The FTC said the company stored the information, including credit card security codes, indefinitely in plain readable text on its network and failed check its own Web site and network for vulnerability to well-known and reasonably foreseeable attacks, like SQL injection. The FTC said "Life is good" failed to use free or low-cost security to monitor and control network connections and prevent such attacks. Finally, the FTC claims that the company did not take reasonable measures to detect unauthorized access to the information.
"A hacker was able to use SQL injection attacks on Life is good's Web site to access the credit card numbers, expiration dates, and security codes of thousands of consumers," the FTC said in a statement announcing the settlement.

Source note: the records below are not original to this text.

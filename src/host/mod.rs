//! Compiler and language-service host seams.
//!
//! A compiler drives everything through its host: which files exist, what
//! they contain, and where an import points. Virtual modules are made visible
//! by wrapping a host in an adapter that answers those questions for
//! synthetic files and delegates everything else.
//!
//! ```text
//! ┌──────────────┐   resolve / read    ┌────────────────────────┐
//! │ SourceProgram│ ──────────────────► │ CompilerHostAdapter<H> │
//! └──────────────┘                     │   virtual? ─► store    │
//!                                      │   else     ─► H        │
//!                                      └────────────────────────┘
//! ```
//!
//! Optional host members are modelled as methods returning `Option`, where
//! `None` means the member is absent and the caller falls back to built-in
//! behavior.

mod attach;
mod compiler;
mod disk;
mod language;
mod memory;
mod resolve;

use std::path::{Path, PathBuf};
use std::sync::Arc;

pub use attach::DEFAULT_DEBOUNCE;
pub use compiler::{CompilerHostAdapter, CompilerHostAdapterBuilder};
pub use disk::DiskHost;
pub use language::{
    LanguageService, LanguageServiceAdapter, LanguageServiceAdapterBuilder, PluginCreateInfo,
    SourceLanguageService, create_language_service_plugin,
};
pub use memory::MemoryHost;
pub use resolve::{resolve_module_name, resolve_module_names_with};

use crate::plugin::VirtualModuleDiagnostic;
use crate::program::ProgramHost;

// =============================================================================
// Shared Types
// =============================================================================

/// A loaded source file.
#[derive(Debug, Clone, PartialEq, Eq)]
pub struct SourceFile {
    /// Path of the file.
    pub file_name: PathBuf,
    /// Full text.
    pub text: Arc<str>,
    /// Version string as reported by the host (`"0"` when unversioned).
    pub version: String,
}

impl SourceFile {
    /// Create an unversioned source file.
    pub fn new(file_name: impl Into<PathBuf>, text: impl Into<Arc<str>>) -> Self {
        Self {
            file_name: file_name.into(),
            text: text.into(),
            version: "0".to_string(),
        }
    }

    /// Set the version.
    pub fn with_version(mut self, version: impl Into<String>) -> Self {
        self.version = version.into();
        self
    }
}

/// Extension of a resolved module.
#[derive(Debug, Clone, Copy, PartialEq, Eq, Hash)]
pub enum Extension {
    /// `.ts`
    Ts,
    /// `.tsx`
    Tsx,
    /// `.d.ts`
    Dts,
    /// `.js` and friends.
    Js,
}

impl Extension {
    /// Classify a path.
    pub fn from_path(path: &Path) -> Self {
        let name = path.file_name().and_then(|n| n.to_str()).unwrap_or_default();
        if name.ends_with(".d.ts") {
            Self::Dts
        } else if name.ends_with(".tsx") {
            Self::Tsx
        } else if name.ends_with(".ts") {
            Self::Ts
        } else {
            Self::Js
        }
    }

    /// Extension text including the dot.
    pub const fn as_str(self) -> &'static str {
        match self {
            Self::Ts => ".ts",
            Self::Tsx => ".tsx",
            Self::Dts => ".d.ts",
            Self::Js => ".js",
        }
    }
}

/// Where an import resolved to.
#[derive(Debug, Clone, PartialEq, Eq)]
pub struct ResolvedModule {
    /// Resolved file.
    pub resolved_file_name: PathBuf,
    /// Its extension.
    pub extension: Extension,
    /// Whether it came from `node_modules`.
    pub is_external_library_import: bool,
}

impl ResolvedModule {
    /// A project-local module.
    pub fn local(path: impl Into<PathBuf>) -> Self {
        let path = path.into();
        Self {
            extension: Extension::from_path(&path),
            resolved_file_name: path,
            is_external_library_import: false,
        }
    }
}

/// Full result of resolving one import literal.
#[derive(Debug, Clone, Default, PartialEq)]
pub struct ResolvedModuleWithFailedLookups {
    /// The resolution, if any.
    pub resolved_module: Option<ResolvedModule>,
    /// Paths probed without success.
    pub failed_lookup_locations: Vec<PathBuf>,
    /// Virtual-module failures to report on the importing file.
    pub resolution_diagnostics: Vec<VirtualModuleDiagnostic>,
}

impl ResolvedModuleWithFailedLookups {
    /// Wrap a plain resolution.
    pub fn from_resolved(resolved_module: Option<ResolvedModule>) -> Self {
        Self {
            resolved_module,
            ..Self::default()
        }
    }
}

/// An import specifier as written, with its byte range in the importer.
#[derive(Debug, Clone, PartialEq, Eq)]
pub struct ModuleNameLiteral {
    /// Specifier text.
    pub text: String,
    /// Start offset (inclusive).
    pub start: u32,
    /// End offset (exclusive).
    pub end: u32,
}

impl ModuleNameLiteral {
    /// Create a literal.
    pub fn new(text: impl Into<String>, start: u32, end: u32) -> Self {
        Self {
            text: text.into(),
            start,
            end,
        }
    }
}

// =============================================================================
// Host Traits
// =============================================================================

/// The file-system and resolution surface a batch compiler talks to.
pub trait CompilerHost: Send + Sync {
    /// Whether a file exists.
    fn file_exists(&self, path: &Path) -> bool;

    /// Read a file's text.
    fn read_file(&self, path: &Path) -> Option<String>;

    /// Load a source file.
    fn get_source_file(&self, path: &Path) -> Option<SourceFile>;

    /// Load a source file by its normalized path.
    fn get_source_file_by_path(&self, path: &Path) -> Option<SourceFile> {
        self.get_source_file(path)
    }

    /// Optional: resolve plain module names.
    fn resolve_module_names(
        &self,
        _names: &[String],
        _containing_file: &Path,
    ) -> Option<Vec<Option<ResolvedModule>>> {
        None
    }

    /// Optional: resolve import literals.
    fn resolve_module_name_literals(
        &self,
        _literals: &[ModuleNameLiteral],
        _containing_file: &Path,
    ) -> Option<Vec<ResolvedModuleWithFailedLookups>> {
        None
    }

    /// Optional: whether cached resolutions for `path` must be discarded.
    fn has_invalidated_resolutions(&self, _path: &Path) -> Option<bool> {
        None
    }
}

impl<H: CompilerHost + ?Sized> CompilerHost for Arc<H> {
    fn file_exists(&self, path: &Path) -> bool {
        (**self).file_exists(path)
    }
    fn read_file(&self, path: &Path) -> Option<String> {
        (**self).read_file(path)
    }
    fn get_source_file(&self, path: &Path) -> Option<SourceFile> {
        (**self).get_source_file(path)
    }
    fn get_source_file_by_path(&self, path: &Path) -> Option<SourceFile> {
        (**self).get_source_file_by_path(path)
    }
    fn resolve_module_names(
        &self,
        names: &[String],
        containing_file: &Path,
    ) -> Option<Vec<Option<ResolvedModule>>> {
        (**self).resolve_module_names(names, containing_file)
    }
    fn resolve_module_name_literals(
        &self,
        literals: &[ModuleNameLiteral],
        containing_file: &Path,
    ) -> Option<Vec<ResolvedModuleWithFailedLookups>> {
        (**self).resolve_module_name_literals(literals, containing_file)
    }
    fn has_invalidated_resolutions(&self, path: &Path) -> Option<bool> {
        (**self).has_invalidated_resolutions(path)
    }
}

/// The surface an editor's language service talks to.
pub trait LanguageServiceHost: Send + Sync {
    /// Root script files of the project.
    fn script_file_names(&self) -> Vec<PathBuf>;

    /// Version of a script, changing whenever its text changes.
    fn script_version(&self, path: &Path) -> Option<String>;

    /// Current text of a script.
    fn script_snapshot(&self, path: &Path) -> Option<Arc<str>>;

    /// Whether a file exists.
    fn file_exists(&self, path: &Path) -> bool;

    /// Read a file's text.
    fn read_file(&self, path: &Path) -> Option<String>;

    /// Optional: resolve plain module names.
    fn resolve_module_names(
        &self,
        _names: &[String],
        _containing_file: &Path,
    ) -> Option<Vec<Option<ResolvedModule>>> {
        None
    }

    /// Optional: resolve import literals.
    fn resolve_module_name_literals(
        &self,
        _literals: &[ModuleNameLiteral],
        _containing_file: &Path,
    ) -> Option<Vec<ResolvedModuleWithFailedLookups>> {
        None
    }

    /// Optional: a version for the whole project.
    fn project_version(&self) -> Option<String> {
        None
    }
}

impl<H: LanguageServiceHost + ?Sized> LanguageServiceHost for Arc<H> {
    fn script_file_names(&self) -> Vec<PathBuf> {
        (**self).script_file_names()
    }
    fn script_version(&self, path: &Path) -> Option<String> {
        (**self).script_version(path)
    }
    fn script_snapshot(&self, path: &Path) -> Option<Arc<str>> {
        (**self).script_snapshot(path)
    }
    fn file_exists(&self, path: &Path) -> bool {
        (**self).file_exists(path)
    }
    fn read_file(&self, path: &Path) -> Option<String> {
        (**self).read_file(path)
    }
    fn resolve_module_names(
        &self,
        names: &[String],
        containing_file: &Path,
    ) -> Option<Vec<Option<ResolvedModule>>> {
        (**self).resolve_module_names(names, containing_file)
    }
    fn resolve_module_name_literals(
        &self,
        literals: &[ModuleNameLiteral],
        containing_file: &Path,
    ) -> Option<Vec<ResolvedModuleWithFailedLookups>> {
        (**self).resolve_module_name_literals(literals, containing_file)
    }
    fn project_version(&self) -> Option<String> {
        (**self).project_version()
    }
}

// =============================================================================
// Program Construction Bridges
// =============================================================================

/// Builds programs through a [`CompilerHost`].
pub struct CompilerProgramHost<'a, H: ?Sized>(pub &'a H);

impl<H: CompilerHost + ?Sized> ProgramHost for CompilerProgramHost<'_, H> {
    fn source_text(&self, path: &Path) -> Option<Arc<str>> {
        self.0.get_source_file(path).map(|file| file.text)
    }

    fn resolve_modules(
        &self,
        literals: &[ModuleNameLiteral],
        containing_file: &Path,
    ) -> Vec<ResolvedModuleWithFailedLookups> {
        if let Some(results) = self.0.resolve_module_name_literals(literals, containing_file) {
            return results;
        }
        resolve_module_names_with(
            literals,
            containing_file,
            |names| self.0.resolve_module_names(names, containing_file),
            |path| self.0.file_exists(path),
        )
    }
}

/// Builds programs through a [`LanguageServiceHost`].
pub struct LanguageServiceProgramHost<'a, H: ?Sized>(pub &'a H);

impl<H: LanguageServiceHost + ?Sized> ProgramHost for LanguageServiceProgramHost<'_, H> {
    fn source_text(&self, path: &Path) -> Option<Arc<str>> {
        self.0
            .script_snapshot(path)
            .or_else(|| self.0.read_file(path).map(Arc::from))
    }

    fn resolve_modules(
        &self,
        literals: &[ModuleNameLiteral],
        containing_file: &Path,
    ) -> Vec<ResolvedModuleWithFailedLookups> {
        if let Some(results) = self.0.resolve_module_name_literals(literals, containing_file) {
            return results;
        }
        resolve_module_names_with(
            literals,
            containing_file,
            |names| self.0.resolve_module_names(names, containing_file),
            |path| self.0.file_exists(path),
        )
    }
}

#[cfg(test)]
mod tests {
    use super::*;

    #[test]
    fn test_extension_from_path() {
        assert_eq!(Extension::from_path(Path::new("/a/b.d.ts")), Extension::Dts);
        assert_eq!(Extension::from_path(Path::new("/a/b.tsx")), Extension::Tsx);
        assert_eq!(Extension::from_path(Path::new("/a/b.ts")), Extension::Ts);
        assert_eq!(Extension::from_path(Path::new("/a/b.mjs")), Extension::Js);
        assert_eq!(Extension::Dts.as_str(), ".d.ts");
    }
}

Under the terms of the settlement, Life is good will not make deceptive claims about its privacy and security policies and will create and maintain a comprehensive security program to protect consumer privacy. The security program also will include administrative, technical, and physical safeguards.
The company will dedicate one or more employees to coordinate information security, identify internal and external risks to consumer information, assess its security practices, and strengthen security as needed. The company also will choose and supervise service providers that handle its customer information. "Life is good" will use a third-party security auditor to assess its security biennially for the next 20 years and certify that the company meets or exceeds the terms of the FTC settlement. Finally, the company will retain records to allow the FTC to monitor compliance.
The FTC will allow 30 days of public comment on the order before voting on whether to make the settlement final.